How To

CBM Calculation Guide For UK Shared Container Shippers

How to calculate CBM (cubic metres) correctly for shared container, groupage and LCL freight from the UK — worked examples for boxes, furniture and pallets.

Published 16 March 2026 · 5 min read

Top-down view of hands using a tape measure and calculator to measure a moving box for CBM calculation

Almost every line on a shared container invoice depends on one number: CBM. Get it wrong and you either overpay (over-estimate) or face a last-minute re-quote (under-estimate). This guide explains exactly how to calculate CBM for the cargo UK shippers actually send.

The formula

CBM = length (m) × width (m) × height (m). For multiple items, calculate each separately then add. Always use the longest dimension on each axis — the irregular shapes that surround your box still occupy space in the container.

For pallets, calculate the pallet footprint (1.2 × 1.0 m for a UK standard) by the total stack height including the pallet itself. A 1.6 m high stack on a UK pallet is 1.92 CBM.

Worked example — household removal

20 moving boxes at 0.6 × 0.4 × 0.4 m = 0.096 CBM each × 20 = 1.92 CBM. One sofa at 2.1 × 0.9 × 0.9 m = 1.7 CBM. One bed frame disassembled at 2.0 × 1.0 × 0.2 m = 0.4 CBM. Mattress at 2.0 × 1.5 × 0.25 m = 0.75 CBM. Wardrobe (flat-packed) at 2.0 × 1.0 × 0.3 m = 0.6 CBM.

Total: 5.37 CBM. Round up to 5.5 CBM for the quote, and budget 6 CBM to cover any items added on packing day. The container space calculator does this addition for you.

Vehicles

Cars are priced per unit, not by CBM, in shared container shipping — typically a small saloon occupies 10–12 CBM, an SUV 15–18 CBM. Use the per-unit price your forwarder quotes rather than calculating CBM yourself.

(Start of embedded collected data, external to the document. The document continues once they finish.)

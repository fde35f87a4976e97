use std::fmt;

use chrono::NaiveDateTime;
use serde::Serialize;

use pulse_metrics::records::{InventoryRecord, SalesRecord};
use pulse_metrics::thresholds::{Heuristics, ThresholdConfig};

#[derive(Clone, Copy, Debug, PartialEq, Eq, Hash, Serialize)]
#[serde(rename_all = "lowercase")]
pub enum Severity {
    Critical,
    Warning,
}

impl fmt::Display for Severity {
    fn fmt(&self, f: &mut fmt::Formatter<'_>) -> fmt::Result {
        match self {
            Severity::Critical => write!(f, "critical"),
            Severity::Warning => write!(f, "warning"),
        }
    }
}

/// A single human-readable alert.
#[derive(Clone, Debug, PartialEq, Serialize)]
pub struct Alert {
    pub severity: Severity,
    pub message: String,
}

impl Alert {
    pub fn critical(message: impl Into<String>) -> Self {
        Self {
            severity: Severity::Critical,
            message: message.into(),
        }
    }

    pub fn warning(message: impl Into<String>) -> Self {
        Self {
            severity: Severity::Warning,
            message: message.into(),
        }
    }
}

/// Everything an alert rule may read. Borrowed for one evaluation.
#[derive(Clone, Copy, Debug)]
pub struct AlertInput<'a> {
    pub sales: &'a [SalesRecord],
    pub inventory: &'a [InventoryRecord],
    pub thresholds: &'a ThresholdConfig,
    pub heuristics: &'a Heuristics,
    /// Wall clock for the evaluation. Only gating and restock ages use it.
    pub now: NaiveDateTime,
}

/// Alert messages split by severity, each list in rule order.
#[derive(Clone, Debug, Default, PartialEq, Serialize)]
pub struct AlertReport {
    pub critical: Vec<String>,
    pub warning: Vec<String>,
}

impl AlertReport {
    pub fn push(&mut self, alert: Alert) {
        match alert.severity {
            Severity::Critical => self.critical.push(alert.message),
            Severity::Warning => self.warning.push(alert.message),
        }
    }

    pub fn is_empty(&self) -> bool {
        self.critical.is_empty() && self.warning.is_empty()
    }

    pub fn len(&self) -> usize {
        self.critical.len() + self.warning.len()
    }
}

impl Extend<Alert> for AlertReport {
    fn extend<T: IntoIterator<Item = Alert>>(&mut self, iter: T) {
        for alert in iter {
            self.push(alert);
        }
    }
}
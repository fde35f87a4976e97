//! Pipeline error types.
//!
//! Every failure mode has a named variant. Ingestion converts these into
//! user-facing strings at its boundary; the other modules return them.

use std::path::PathBuf;

use thiserror::Error;

#[derive(Debug, Error)]
pub enum IngestError {
    #[error("failed to open '{path}': {source}")]
    Open {
        path: PathBuf,
        #[source]
        source: std::io::Error,
    },

    #[error("CSV error: {0}")]
    Csv(#[from] csv::Error),

    #[error("spreadsheet error: {0}")]
    Spreadsheet(String),

    #[error("'{0}' contains no worksheet with a header row")]
    EmptySpreadsheet(PathBuf),

    #[error("row {line}: {reason}")]
    Row { line: usize, reason: String },
}

#[derive(Debug, Error)]
pub enum ConfigError {
    #[error("failed to read config '{path}': {source}")]
    Read {
        path: PathBuf,
        #[source]
        source: std::io::Error,
    },

    #[error("invalid config '{path}': {source}")]
    Parse {
        path: PathBuf,
        #[source]
        source: serde_yaml::Error,
    },

    #[error("invalid config '{path}': {reason}")]
    Invalid { path: PathBuf, reason: String },
}

#[derive(Debug, Error)]
pub enum ExportError {
    #[error("export I/O error: {0}")]
    Io(#[from] std::io::Error),

    #[error("export CSV error: {0}")]
    Csv(#[from] csv::Error),
}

Motorbikes are sometimes quoted per unit (£250–£500 to most destinations) and sometimes per CBM (typically 0.8–1.4 CBM uncrated). Ask explicitly.

Volumetric weight — when CBM is not the bill

Air and courier rates are quoted on chargeable weight, which is the higher of actual kg and volumetric kg. Volumetric kg = (length × width × height in cm) / 5000 for air, /6000 for courier.

Sea LCL almost always charges by CBM (with a 1,000 kg/CBM equivalence cap). For sea freight, CBM is the number that matters — focus on packing density rather than weight.

How to reduce CBM without removing items

Disassemble bed frames, dining tables, shelving. Remove drawers and pack contents inside them. Nest chairs into one another. Vacuum-bag clothing, duvets and pillows — clothing volume reduces by 60–70%. Pack books and dense items in small boxes to keep them stackable.

These tactics routinely save 25–35% of CBM on a typical household removal. See the full container packing guide for a room-by-room breakdown.

Key takeaway

CBM is a five-minute exercise with a tape measure and a calculator. Get it right and your shared container quote is accurate; get it wrong and the consolidator gets to set the price on the day. Always over-estimate slightly and pack densely.